⟨

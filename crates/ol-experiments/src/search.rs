//! Seeded random-search driver with chronological history and best tracking.

use std::collections::HashSet;

use serde::{Deserialize, Serialize};
use tracing::debug;

use ol_types::{domain_snapshot, Dimension, DomainSnapshot, Point, SearchError, VariableId};

use crate::objective::ObjectiveSpec;
use crate::sampler::{sample, SampleMethod};

/// Default cap on caller-supplied seed points.
pub const DEFAULT_MAX_SEED_POINTS: usize = 100;

/// Knobs for one search invocation.
#[derive(Debug, Clone, PartialEq, Serialize, Deserialize)]
pub struct SearchConfig {
    /// Number of fresh points to sample after the seed points.
    pub n_iter: usize,
    /// Sampling method for the fresh points.
    pub method: SampleMethod,
    pub seed: Option<u64>,
    /// Cap on retained seed points; extras beyond the prefix are dropped.
    pub max_seed_points: usize,
}

impl Default for SearchConfig {
    fn default() -> Self {
        Self {
            n_iter: 30,
            method: SampleMethod::UniformRandom,
            seed: None,
            max_seed_points: DEFAULT_MAX_SEED_POINTS,
        }
    }
}

/// Metadata attached to a search result.
#[derive(Debug, Clone, PartialEq, Serialize, Deserialize)]
pub struct SearchMeta {
    pub objective: ObjectiveSpec,
    pub domain: DomainSnapshot,
    pub variable_order: Vec<VariableId>,
    pub seed_points_used: usize,
    pub max_seed_points: usize,
    pub sampled_points: usize,
}

/// Outcome of a search run.
///
/// `history` is chronological: retained seed points in caller order, then
/// sampled points in generation order. `best_point`/`best_score` are the
/// maximum over the whole history; ties keep the earliest point.
#[derive(Debug, Clone, PartialEq, Serialize, Deserialize)]
pub struct SearchResult {
    pub best_point: Point,
    pub best_score: f64,
    pub history: Vec<Point>,
    pub meta: SearchMeta,
}

/// Run a seeded random search over validated dimensions.
///
/// Seed points are truncated to the first `max_seed_points`, then each
/// retained point is checked for membership and range (points outer,
/// dimensions inner, dimensions in request order); the first violation
/// aborts the run. Sampling starts only after all validation passed, so a
/// failed run returns no partial history.
///
/// With an empty history (`n_iter == 0` and no seed points) the result
/// carries an empty best point and a `-inf` score.
pub fn run_search(
    dimensions: &[Dimension],
    objective: &ObjectiveSpec,
    seed_points: &[Point],
    config: &SearchConfig,
) -> Result<SearchResult, SearchError> {
    let active: HashSet<VariableId> = dimensions.iter().map(|d| d.id).collect();
    objective.validate(&active)?;

    let retained = &seed_points[..seed_points.len().min(config.max_seed_points)];
    for (index, point) in retained.iter().enumerate() {
        for dim in dimensions {
            let value = point
                .get(dim.id)
                .ok_or(SearchError::SeedPointMissingKey {
                    index,
                    variable_id: dim.id,
                })?;
            if !dim.contains(value) {
                return Err(SearchError::OutOfDomainSeedPoint {
                    index,
                    variable_id: dim.id,
                    value,
                    lower: dim.lower,
                    upper: dim.upper,
                });
            }
        }
    }

    let sampled = sample(dimensions, config.n_iter, config.method, config.seed)?;
    let sampled_count = sampled.len();

    let mut history = Vec::with_capacity(retained.len() + sampled_count);
    let mut best_point = Point::new();
    let mut best_score = f64::NEG_INFINITY;
    for point in retained.iter().cloned().chain(sampled) {
        let score = objective.score(&point)?;
        if score > best_score {
            best_score = score;
            best_point = point.clone();
        }
        history.push(point);
    }

    debug!(
        seed_points = retained.len(),
        sampled = sampled_count,
        best_score,
        "search run complete"
    );

    Ok(SearchResult {
        best_point,
        best_score,
        history,
        meta: SearchMeta {
            objective: objective.clone(),
            domain: domain_snapshot(dimensions),
            variable_order: dimensions.iter().map(|d| d.id).collect(),
            seed_points_used: retained.len(),
            max_seed_points: config.max_seed_points,
            sampled_points: sampled_count,
        },
    })
}
use tokio::io::{AsyncReadExt, AsyncWriteExt};
use tokio::net::TcpListener;
use tracing::info;

#[tokio::main]
async fn main() -> anyhow::Result<()> {
    tracing_subscriber::fmt()
        .with_env_filter(tracing_subscriber::EnvFilter::from_default_env())
        .init();

    let addr =
        std::env::var("OPTILAB_API_ADDR").unwrap_or_else(|_| "0.0.0.0:8080".to_string());

    let listener = TcpListener::bind(&addr).await?;
    info!("OptiLab api service listening on {addr}");

    loop {
        let (mut socket, _) = listener.accept().await?;

        tokio::spawn(async move {
            let mut buffer = [0u8; 1024];
            let _ = socket.read(&mut buffer).await;

            let body = r#"{"status":"ok","service":"experiments"}"#;
            let response = format!(
                "HTTP/1.1 200 OK\r\nContent-Type: application/json\r\nContent-Length: {}\r\n\r\n{}",
                body.len(),
                body
            );

            let _ = socket.write_all(response.as_bytes()).await;
            let _ = socket.shutdown().await;
        });
    }
}
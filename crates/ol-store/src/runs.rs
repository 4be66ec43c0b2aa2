//! Experiment-run persistence: create, list, get, soft-delete.

use async_trait::async_trait;
use chrono::Utc;
use parking_lot::RwLock;
use tracing::{debug, info};
use uuid::Uuid;

use ol_types::{NewRun, OlResult, RunId, RunPage, RunRecord, RunType, StoreError};

/// Persistence for experiment-run payloads.
///
/// The experiment core never reads this store; callers persist opaque
/// request/response blobs here to keep a browsable history.
#[async_trait]
pub trait RunStore: Send + Sync {
    async fn create(&self, new: NewRun) -> OlResult<RunRecord>;

    /// Newest-first page of active runs, optionally filtered by type.
    async fn list(
        &self,
        run_type: Option<RunType>,
        skip: usize,
        limit: usize,
    ) -> OlResult<RunPage>;

    async fn get(&self, id: RunId) -> OlResult<RunRecord>;

    /// Mark a run inactive. Fails with `RunNotFound` for absent or
    /// already-deleted runs.
    async fn soft_delete(&self, id: RunId) -> OlResult<()>;
}

/// In-memory run store; records are held in insertion order.
#[derive(Debug, Default)]
pub struct InMemoryRunStore {
    runs: RwLock<Vec<RunRecord>>,
}

impl InMemoryRunStore {
    pub fn new() -> Self {
        Self::default()
    }
}

#[async_trait]
impl RunStore for InMemoryRunStore {
    async fn create(&self, new: NewRun) -> OlResult<RunRecord> {
        let now = Utc::now();
        let record = RunRecord {
            id: Uuid::new_v4(),
            run_type: new.run_type,
            title: new.title,
            request_json: new.request_json,
            response_json: new.response_json,
            is_active: true,
            created_at: now,
            updated_at: now,
        };
        self.runs.write().push(record.clone());
        info!(id = %record.id, run_type = %record.run_type, "stored experiment run");
        Ok(record)
    }

    async fn list(
        &self,
        run_type: Option<RunType>,
        skip: usize,
        limit: usize,
    ) -> OlResult<RunPage> {
        let runs = self.runs.read();
        // Insertion order is chronological, so newest-first is a reverse scan.
        let filtered: Vec<&RunRecord> = runs
            .iter()
            .rev()
            .filter(|r| r.is_active && run_type.map_or(true, |t| r.run_type == t))
            .collect();

        let total = filtered.len();
        let items: Vec<RunRecord> = filtered
            .into_iter()
            .skip(skip)
            .take(limit)
            .cloned()
            .collect();
        debug!(total, returned = items.len(), "listed runs");

        Ok(RunPage {
            items,
            total,
            skip,
            limit,
        })
    }

    async fn get(&self, id: RunId) -> OlResult<RunRecord> {
        let runs = self.runs.read();
        runs.iter()
            .find(|r| r.id == id && r.is_active)
            .cloned()
            .ok_or_else(|| StoreError::RunNotFound { id }.into())
    }

    async fn soft_delete(&self, id: RunId) -> OlResult<()> {
        let mut runs = self.runs.write();
        match runs.iter_mut().find(|r| r.id == id && r.is_active) {
            Some(record) => {
                record.is_active = false;
                record.updated_at = Utc::now();
                Ok(())
            }
            None => Err(StoreError::RunNotFound { id }.into()),
        }
    }
}
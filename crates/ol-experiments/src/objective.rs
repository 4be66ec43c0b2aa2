//! Objective specifications and deterministic point scoring.

use serde::{Deserialize, Serialize};
use std::collections::HashSet;

use ol_types::{ObjectiveError, Point, VariableId};

fn default_weight() -> f64 {
    1.0
}

/// A weighted term of a linear objective.
#[derive(Debug, Clone, PartialEq, Serialize, Deserialize)]
pub struct LinearTerm {
    pub variable_id: VariableId,
    pub weight: f64,
}

/// Loss shape for the `target` objective.
#[derive(Debug, Clone, Copy, PartialEq, Eq, Serialize, Deserialize)]
#[serde(rename_all = "snake_case")]
pub enum TargetLoss {
    Abs,
    Squared,
}

/// What a search run optimizes.
///
/// "Best" always means maximal score; minimization is expressed through
/// sign-flipped variants. One variant per kind, carrying only its own fields;
/// a payload missing a required field fails at deserialization time.
#[derive(Debug, Clone, PartialEq, Serialize, Deserialize)]
#[serde(tag = "kind", rename_all = "snake_case")]
pub enum ObjectiveSpec {
    /// score = weight * x
    MaximizeVariable {
        variable_id: VariableId,
        #[serde(default = "default_weight")]
        weight: f64,
    },
    /// score = -weight * x
    MinimizeVariable {
        variable_id: VariableId,
        #[serde(default = "default_weight")]
        weight: f64,
    },
    /// score = Σ weight_i * x_i
    Linear { terms: Vec<LinearTerm> },
    /// score = -|x - target| (abs) or -(x - target)² (squared)
    Target {
        variable_id: VariableId,
        target: f64,
        loss: TargetLoss,
    },
}

impl ObjectiveSpec {
    /// Variable ids this objective reads.
    pub fn referenced_ids(&self) -> Vec<VariableId> {
        match self {
            Self::MaximizeVariable { variable_id, .. }
            | Self::MinimizeVariable { variable_id, .. }
            | Self::Target { variable_id, .. } => vec![*variable_id],
            Self::Linear { terms } => terms.iter().map(|t| t.variable_id).collect(),
        }
    }

    /// Reject specs that are structurally invalid or reference variables
    /// outside the active set. Runs before any sampling.
    pub fn validate(&self, active: &HashSet<VariableId>) -> Result<(), ObjectiveError> {
        if let Self::Linear { terms } = self {
            if terms.is_empty() {
                return Err(ObjectiveError::InvalidSpec {
                    reason: "linear objective requires at least one term".to_string(),
                });
            }
        }
        for id in self.referenced_ids() {
            if !active.contains(&id) {
                return Err(ObjectiveError::VariableNotInSet { variable_id: id });
            }
        }
        Ok(())
    }

    /// Score a point. Deterministic, no hidden state; fails only when the
    /// point lacks a value the objective references.
    pub fn score(&self, point: &Point) -> Result<f64, ObjectiveError> {
        let value = |id: VariableId| {
            point
                .get(id)
                .ok_or(ObjectiveError::MissingKey { variable_id: id })
        };

        match self {
            Self::MaximizeVariable {
                variable_id,
                weight,
            } => Ok(weight * value(*variable_id)?),
            Self::MinimizeVariable {
                variable_id,
                weight,
            } => Ok(-weight * value(*variable_id)?),
            Self::Linear { terms } => {
                if terms.is_empty() {
                    return Err(ObjectiveError::InvalidSpec {
                        reason: "linear objective requires at least one term".to_string(),
                    });
                }
                let mut score = 0.0;
                for term in terms {
                    score += term.weight * value(term.variable_id)?;
                }
                Ok(score)
            }
            Self::Target {
                variable_id,
                target,
                loss,
            } => {
                let x = value(*variable_id)?;
                Ok(match loss {
                    TargetLoss::Abs => -(x - target).abs(),
                    TargetLoss::Squared => -(x - target).powi(2),
                })
            }
        }
    }
}
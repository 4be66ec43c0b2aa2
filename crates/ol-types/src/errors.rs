use thiserror::Error;

use crate::run::RunId;
use crate::variable::VariableId;

/// Main error type for the OptiLab system
#[derive(Error, Debug)]
pub enum OlError {
    #[error("Domain error: {0}")]
    Domain(#[from] DomainError),

    #[error("Objective error: {0}")]
    Objective(#[from] ObjectiveError),

    #[error("Sampler error: {0}")]
    Sampler(#[from] SamplerError),

    #[error("Search error: {0}")]
    Search(#[from] SearchError),

    #[error("Store error: {0}")]
    Store(#[from] StoreError),

    #[error("Serialization error: {0}")]
    Serialization(#[from] serde_json::Error),

    #[error("Validation error: {0}")]
    Validation(String),

    #[error("Internal error: {0}")]
    Internal(String),
}

fn fmt_ids(ids: &[VariableId]) -> String {
    ids.iter()
        .map(|id| id.to_string())
        .collect::<Vec<_>>()
        .join(", ")
}

/// Domain-validation failures. All are caller-input errors detected before
/// any sampling work begins.
#[derive(Error, Debug)]
pub enum DomainError {
    #[error("duplicate variable ids in request: {}", fmt_ids(.ids))]
    DuplicateIds { ids: Vec<VariableId> },

    #[error("unknown or inactive variable ids: {}", fmt_ids(.missing))]
    UnknownIds { missing: Vec<VariableId> },

    #[error("variables without a finite lower and upper bound: {}", fmt_ids(.ids))]
    UnboundedDomain { ids: Vec<VariableId> },

    #[error("variables with lower bound above upper bound: {}", fmt_ids(.ids))]
    InvertedDomain { ids: Vec<VariableId> },
}

/// Objective construction and scoring failures.
#[derive(Error, Debug)]
pub enum ObjectiveError {
    #[error("point has no value for variable {variable_id}")]
    MissingKey { variable_id: VariableId },

    #[error("invalid objective spec: {reason}")]
    InvalidSpec { reason: String },

    #[error("objective references variable {variable_id} outside the active variable set")]
    VariableNotInSet { variable_id: VariableId },
}

/// Sampler capacity limits. These guard the quasi-random backend, which
/// supports a bounded design size.
#[derive(Error, Debug)]
pub enum SamplerError {
    #[error("sobol sampler supports at most {max} dimensions, got {got}")]
    TooManyDimensions { got: usize, max: usize },

    #[error("sobol sampler supports at most {max} points, got {got}")]
    TooManyPoints { got: usize, max: usize },
}

/// Search-driver failures. A failed run returns no partial history.
#[derive(Error, Debug)]
pub enum SearchError {
    #[error("seed point {index} has no value for variable {variable_id}")]
    SeedPointMissingKey { index: usize, variable_id: VariableId },

    #[error(
        "seed point {index} value {value} for variable {variable_id} is outside [{lower}, {upper}]"
    )]
    OutOfDomainSeedPoint {
        index: usize,
        variable_id: VariableId,
        value: f64,
        lower: f64,
        upper: f64,
    },

    #[error(transparent)]
    Objective(#[from] ObjectiveError),

    #[error(transparent)]
    Sampler(#[from] SamplerError),
}

/// Store-side failures.
#[derive(Error, Debug)]
pub enum StoreError {
    #[error("run not found: {id}")]
    RunNotFound { id: RunId },
}

/// Result type alias for OptiLab operations
pub type OlResult<T> = Result<T, OlError>;

/// Macro for creating validation errors
#[macro_export]
macro_rules! validation_error {
    ($($arg:tt)*) => {
        $crate::OlError::Validation(format!($($arg)*))
    };
}

/// Macro for creating internal errors
#[macro_export]
macro_rules! internal_error {
    ($($arg:tt)*) => {
        $crate::OlError::Internal(format!($($arg)*))
    };
}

⟩

### Your objective
Return each line of the listing that holds the string "filtered".

### Final answer
    /// Newest-first page of active runs, optionally filtered by type.
        let filtered: Vec<&RunRecord> = runs
        let total = filtered.len();
        let items: Vec<RunRecord> = filtered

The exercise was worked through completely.